II. Beyond the sentencing issue, the court read and considered counsel’s brief, and fully reviewed the record for arguable, non- frivolous error, and identified no such error.
¶21 All proceedings complied with the Arizona Rules of Criminal Procedure. The superior court properly empaneled 12 jurors and 2 alternates. See A.R.S. § 21-102.A. The record shows no evidence of jury misconduct. The court properly instructed the jury on the elements of the charged offenses, the State’s burden of proof, and Stevenson’s presumed innocence.

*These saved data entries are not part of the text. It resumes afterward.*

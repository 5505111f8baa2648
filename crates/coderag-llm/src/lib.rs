//! Embedding and text-generation backends consumed by the retrieval core.

pub mod any;
pub mod error;
#[cfg(feature = "mock")]
pub mod mock;
pub mod ollama;
pub mod provider;

pub use error::LlmError;
pub use provider::{Embedder, TextGenerator};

Stevenson was present and represented by counsel at all stages of the proceedings, other than when the superior court ordered him removed for being disruptive as discussed in paragraph 10. See Delvecchio, 110 Ariz. at 401. The superior court held appropriate pretrial hearings, and the evidence presented at trial and summarized above was sufficient to support the jury’s unanimous verdict.
CONCLUSION
¶22 The court thus affirms Stevenson’s convictions but vacates his sentences and remands for resentencing.
6 STATE v. STEVENSON Decision of the Court
¶23 As to the convictions, defense counsel has no further obligations unless counsel finds an issue that may be appropriately submitted to the Arizona Supreme Court by petition for review. See State v. Shattuck, 140 Ariz. 582, 584–85 (1984).
¶24 The court, of its own accord, grants Stevenson 30 days from the date of this decision to file an in propria persona motion for reconsideration. But see Ariz. R. Crim. P. 31.20 (allowing 15 days to file a motion for reconsideration). Stevenson has 30 days from the date of this decision to proceed, if he wishes, with an in propria persona petition for review, or if Stevenson files a timely in propria persona motion for reconsideration, he has 15 days after the motion is decided. See Ariz. R. Crim. P. 31.21.